• Assignment:
Go through the records and give each one again exactly.
** Opening Provided information block **
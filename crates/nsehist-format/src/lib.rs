//! Output formatters for nsehist.
//!
//! This crate provides formatters for writing OHLCV tables:
//!
//! - [`CsvFormatter`] - CSV format
//! - [`JsonFormatter`] - JSON array or NDJSON format
//! - [`export_filename`] / [`download_filename`] - Export file naming

#![doc = include_str!("../README.md")]
#![doc(issue_tracker_base_url = "https://github.com/nsehist/nsehist/issues/")]
#![cfg_attr(docsrs, feature(doc_cfg, doc_auto_cfg))]
#![warn(missing_docs)]
#![forbid(unsafe_code)]

mod csv;
mod export;
mod formatter;
mod json;
mod naming;

pub use crate::csv::{CSV_HEADER, CsvFormatter};
pub use export::write_file;
pub use formatter::{FormatError, Formatter, OutputFormat};
pub use json::{JsonFormatter, JsonStyle};
pub use naming::{download_filename, export_filename, safe_symbol};
//! Raw snapshot rows.

use chrono::NaiveDate;
use nsehist_types::{OhlcvRecord, format_date};
use thiserror::Error;

/// A numeric snapshot field that failed to parse.
#[derive(Error, Debug, Clone, PartialEq, Eq)]
#[error("{field} is not a number: '{value}'")]
pub struct RowParseError {
    /// Column the value came from.
    pub field: &'static str,
    /// The raw text.
    pub value: String,
}

/// One row of the equity-with-delivery snapshot (`sec_bhavdata_full`).
///
/// Fields hold the trimmed text of the CSV cell.
#[derive(Debug, Clone, Default, PartialEq, Eq)]
pub struct EquityRow {
    /// `SYMBOL`
    pub symbol: String,
    /// `SERIES`
    pub series: String,
    /// `OPEN_PRICE`
    pub open: String,
    /// `HIGH_PRICE`
    pub high: String,
    /// `LOW_PRICE`
    pub low: String,
    /// `CLOSE_PRICE`
    pub close: String,
    /// `TTL_TRD_QNTY`
    pub volume: String,
}

impl EquityRow {
    /// Converts the row into a record dated `date`.
    ///
    /// The equity snapshot carries no usable date column, so the record is
    /// stamped with the date the snapshot was requested for.
    ///
    /// # Errors
    ///
    /// Returns an error if a price does not parse.
    pub fn to_record(&self, date: NaiveDate) -> Result<OhlcvRecord, RowParseError> {
        Ok(OhlcvRecord::new(
            self.symbol.clone(),
            format_date(date),
            parse_price("OPEN_PRICE", &self.open)?,
            parse_price("HIGH_PRICE", &self.high)?,
            parse_price("LOW_PRICE", &self.low)?,
            parse_price("CLOSE_PRICE", &self.close)?,
            parse_volume(&self.volume),
        ))
    }
}

/// One row of the index close snapshot (`ind_close_all`).
#[derive(Debug, Clone, Default, PartialEq, Eq)]
pub struct IndexRow {
    /// `Index Name`
    pub name: String,
    /// `Index Date`, `DD-MM-YYYY`
    pub date: String,
    /// `Open Index Value`
    pub open: String,
    /// `High Index Value`
    pub high: String,
    /// `Low Index Value`
    pub low: String,
    /// `Closing Index Value`
    pub close: String,
    /// `Volume`
    pub volume: String,
}

impl IndexRow {
    /// Converts the row into a record carrying the row's own `Index Date`.
    ///
    /// `requested` is only used when the row's date cell is blank.
    ///
    /// # Errors
    ///
    /// Returns an error if a price does not parse.
    pub fn to_record(&self, requested: NaiveDate) -> Result<OhlcvRecord, RowParseError> {
        let date = if self.date.is_empty() {
            format_date(requested)
        } else {
            self.date.clone()
        };

        Ok(OhlcvRecord::new(
            self.name.clone(),
            date,
            parse_price("Open Index Value", &self.open)?,
            parse_price("High Index Value", &self.high)?,
            parse_price("Low Index Value", &self.low)?,
            parse_price("Closing Index Value", &self.close)?,
            parse_volume(&self.volume),
        ))
    }
}

fn parse_price(field: &'static str, value: &str) -> Result<f64, RowParseError> {
    value
        .replace(',', "")
        .parse::<f64>()
        .ok()
        .filter(|v| v.is_finite())
        .ok_or_else(|| RowParseError {
            field,
            value: value.to_string(),
        })
}

/// Parses a traded quantity; `-`, blank or otherwise non-numeric text is 0.
fn parse_volume(value: &str) -> u64 {
    let value = value.replace(',', "");
    value.parse::<u64>().unwrap_or_else(|_| {
        value
            .parse::<f64>()
            .ok()
            .filter(|v| v.is_finite() && *v >= 0.0)
            .map_or(0, |v| v as u64)
    })
}

#[cfg(test)]
mod tests {
    use super::*;
    use approx::assert_relative_eq;

    fn equity(volume: &str) -> EquityRow {
        EquityRow {
            symbol: "RELIANCE".into(),
            series: "EQ".into(),
            open: "1,290.00".into(),
            high: "1301.5".into(),
            low: "1285.10".into(),
            close: "1299.95".into(),
            volume: volume.into(),
        }
    }

    #[test]
    fn test_equity_to_record() {
        let date = NaiveDate::from_ymd_opt(2025, 2, 3).unwrap();
        let record = equity("5123456").to_record(date).unwrap();

        assert_eq!(record.symbol, "RELIANCE");
        assert_eq!(record.date, "03-02-2025");
        assert_relative_eq!(record.open, 1290.0);
        assert_relative_eq!(record.close, 1299.95);
        assert_eq!(record.volume, 5_123_456);
    }

    #[test]
    fn test_volume_placeholders() {
        let date = NaiveDate::from_ymd_opt(2025, 2, 3).unwrap();
        assert_eq!(equity("-").to_record(date).unwrap().volume, 0);
        assert_eq!(equity("").to_record(date).unwrap().volume, 0);
        assert_eq!(equity("1234.0").to_record(date).unwrap().volume, 1234);
    }

    #[test]
    fn test_bad_price() {
        let date = NaiveDate::from_ymd_opt(2025, 2, 3).unwrap();
        let mut row = equity("1");
        row.high = "-".into();
        let err = row.to_record(date).unwrap_err();
        assert_eq!(err.field, "HIGH_PRICE");
    }

    #[test]
    fn test_index_keeps_own_date() {
        let requested = NaiveDate::from_ymd_opt(2025, 2, 3).unwrap();
        let row = IndexRow {
            name: "Nifty 50".into(),
            date: "31-01-2025".into(),
            open: "23249.5".into(),
            high: "23546.8".into(),
            low: "23170.5".into(),
            close: "23508.4".into(),
            volume: "-".into(),
        };

        let record = row.to_record(requested).unwrap();
        assert_eq!(record.date, "31-01-2025");
        assert_eq!(record.symbol, "Nifty 50");
        assert_eq!(record.volume, 0);

        let undated = IndexRow {
            date: String::new(),
            ..row
        };
        assert_eq!(undated.to_record(requested).unwrap().date, "03-02-2025");
    }
}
** Closing Provided information block **
• Result of the exercise:
filename crates/nsehist-format/src/lib.rs
//! Output formatters for nsehist.
//!
//! This crate provides formatters for writing OHLCV tables:
//!
//! - [`CsvFormatter`] - CSV format
//! - [`JsonFormatter`] - JSON array or NDJSON format
//! - [`export_filename`] / [`download_filename`] - Export file naming

#![doc = include_str!("../README.md")]
#![doc(issue_tracker_base_url = "https://github.com/nsehist/nsehist/issues/")]
#![cfg_attr(docsrs, feature(doc_cfg, doc_auto_cfg))]
#![warn(missing_docs)]
#![forbid(unsafe_code)]

mod csv;
mod export;
mod formatter;
mod json;
mod naming;

pub use crate::csv::{CSV_HEADER, CsvFormatter};
pub use export::write_file;
pub use formatter::{FormatError, Formatter, OutputFormat};
pub use json::{JsonFormatter, JsonStyle};
pub use naming::{download_filename, export_filename, safe_symbol};
//! Raw snapshot rows.

use chrono::NaiveDate;
use nsehist_types::{OhlcvRecord, format_date};
use thiserror::Error;

/// A numeric snapshot field that failed to parse.
#[derive(Error, Debug, Clone, PartialEq, Eq)]
#[error("{field} is not a number: '{value}'")]
pub struct RowParseError {
    /// Column the value came from.
    pub field: &'static str,
    /// The raw text.
    pub value: String,
}

/// One row of the equity-with-delivery snapshot (`sec_bhavdata_full`).
///
/// Fields hold the trimmed text of the CSV cell.
#[derive(Debug, Clone, Default, PartialEq, Eq)]
pub struct EquityRow {
    /// `SYMBOL`
    pub symbol: String,
    /// `SERIES`
    pub series: String,
    /// `OPEN_PRICE`
    pub open: String,
    /// `HIGH_PRICE`
    pub high: String,
    /// `LOW_PRICE`
    pub low: String,
    /// `CLOSE_PRICE`
    pub close: String,
    /// `TTL_TRD_QNTY`
    pub volume: String,
}

impl EquityRow {
    /// Converts the row into a record dated `date`.
    ///
    /// The equity snapshot carries no usable date column, so the record is
    /// stamped with the date the snapshot was requested for.
    ///
    /// # Errors
    ///
    /// Returns an error if a price does not parse.
    pub fn to_record(&self, date: NaiveDate) -> Result<OhlcvRecord, RowParseError> {
        Ok(OhlcvRecord::new(
            self.symbol.clone(),
            format_date(date),
            parse_price("OPEN_PRICE", &self.open)?,
            parse_price("HIGH_PRICE", &self.high)?,
            parse_price("LOW_PRICE", &self.low)?,
            parse_price("CLOSE_PRICE", &self.close)?,
            parse_volume(&self.volume),
        ))
    }
}

/// One row of the index close snapshot (`ind_close_all`).
#[derive(Debug, Clone, Default, PartialEq, Eq)]
pub struct IndexRow {
    /// `Index Name`
    pub name: String,
    /// `Index Date`, `DD-MM-YYYY`
    pub date: String,
    /// `Open Index Value`
    pub open: String,
    /// `High Index Value`
    pub high: String,
    /// `Low Index Value`
    pub low: String,
    /// `Closing Index Value`
    pub close: String,
    /// `Volume`
    pub volume: String,
}

impl IndexRow {
    /// Converts the row into a record carrying the row's own `Index Date`.
    ///
    /// `requested` is only used when the row's date cell is blank.
    ///
    /// # Errors
    ///
    /// Returns an error if a price does not parse.
    pub fn to_record(&self, requested: NaiveDate) -> Result<OhlcvRecord, RowParseError> {
        let date = if self.date.is_empty() {
            format_date(requested)
        } else {
            self.date.clone()
        };

        Ok(OhlcvRecord::new(
            self.name.clone(),
            date,
            parse_price("Open Index Value", &self.open)?,
            parse_price("High Index Value", &self.high)?,
            parse_price("Low Index Value", &self.low)?,
            parse_price("Closing Index Value", &self.close)?,
            parse_volume(&self.volume),
        ))
    }
}

fn parse_price(field: &'static str, value: &str) -> Result<f64, RowParseError> {
    value
        .replace(',', "")
        .parse::<f64>()
        .ok()
        .filter(|v| v.is_finite())
        .ok_or_else(|| RowParseError {
            field,
            value: value.to_string(),
        })
}

/// Parses a traded quantity; `-`, blank or otherwise non-numeric text is 0.
fn parse_volume(value: &str) -> u64 {
    let value = value.replace(',', "");
    value.parse::<u64>().unwrap_or_else(|_| {
        value
            .parse::<f64>()
            .ok()
            .filter(|v| v.is_finite() && *v >= 0.0)
            .map_or(0, |v| v as u64)
    })
}

#[cfg(test)]
mod tests {
    use super::*;
    use approx::assert_relative_eq;

    fn equity(volume: &str) -> EquityRow {
        EquityRow {
            symbol: "RELIANCE".into(),
            series: "EQ".into(),
            open: "1,290.00".into(),
            high: "1301.5".into(),
            low: "1285.10".into(),
            close: "1299.95".into(),
            volume: volume.into(),
        }
    }

    #[test]
    fn test_equity_to_record() {
        let date = NaiveDate::from_ymd_opt(2025, 2, 3).unwrap();
        let record = equity("5123456").to_record(date).unwrap();

        assert_eq!(record.symbol, "RELIANCE");
        assert_eq!(record.date, "03-02-2025");
        assert_relative_eq!(record.open, 1290.0);
        assert_relative_eq!(record.close, 1299.95);
        assert_eq!(record.volume, 5_123_456);
    }

    #[test]
    fn test_volume_placeholders() {
        let date = NaiveDate::from_ymd_opt(2025, 2, 3).unwrap();
        assert_eq!(equity("-").to_record(date).unwrap().volume, 0);
        assert_eq!(equity("").to_record(date).unwrap().volume, 0);
        assert_eq!(equity("1234.0").to_record(date).unwrap().volume, 1234);
    }

    #[test]
    fn test_bad_price() {
        let date = NaiveDate::from_ymd_opt(2025, 2, 3).unwrap();
        let mut row = equity("1");
        row.high = "-".into();
        let err = row.to_record(date).unwrap_err();
        assert_eq!(err.field, "HIGH_PRICE");
    }

    #[test]
    fn test_index_keeps_own_date() {
        let requested = NaiveDate::from_ymd_opt(2025, 2, 3).unwrap();
        let row = IndexRow {
            name: "Nifty 50".into(),
            date: "31-01-2025".into(),
            open: "23249.5".into(),
            high: "23546.8".into(),
            low: "23170.5".into(),
            close: "23508.4".into(),
            volume: "-".into(),
        };

        let record = row.to_record(requested).unwrap();
        assert_eq!(record.date, "31-01-2025");
        assert_eq!(record.symbol, "Nifty 50");
        assert_eq!(record.volume, 0);

        let undated = IndexRow {
            date: String::new(),
            ..row
        };
        assert_eq!(undated.to_record(requested).unwrap().date, "03-02-2025");
    }
}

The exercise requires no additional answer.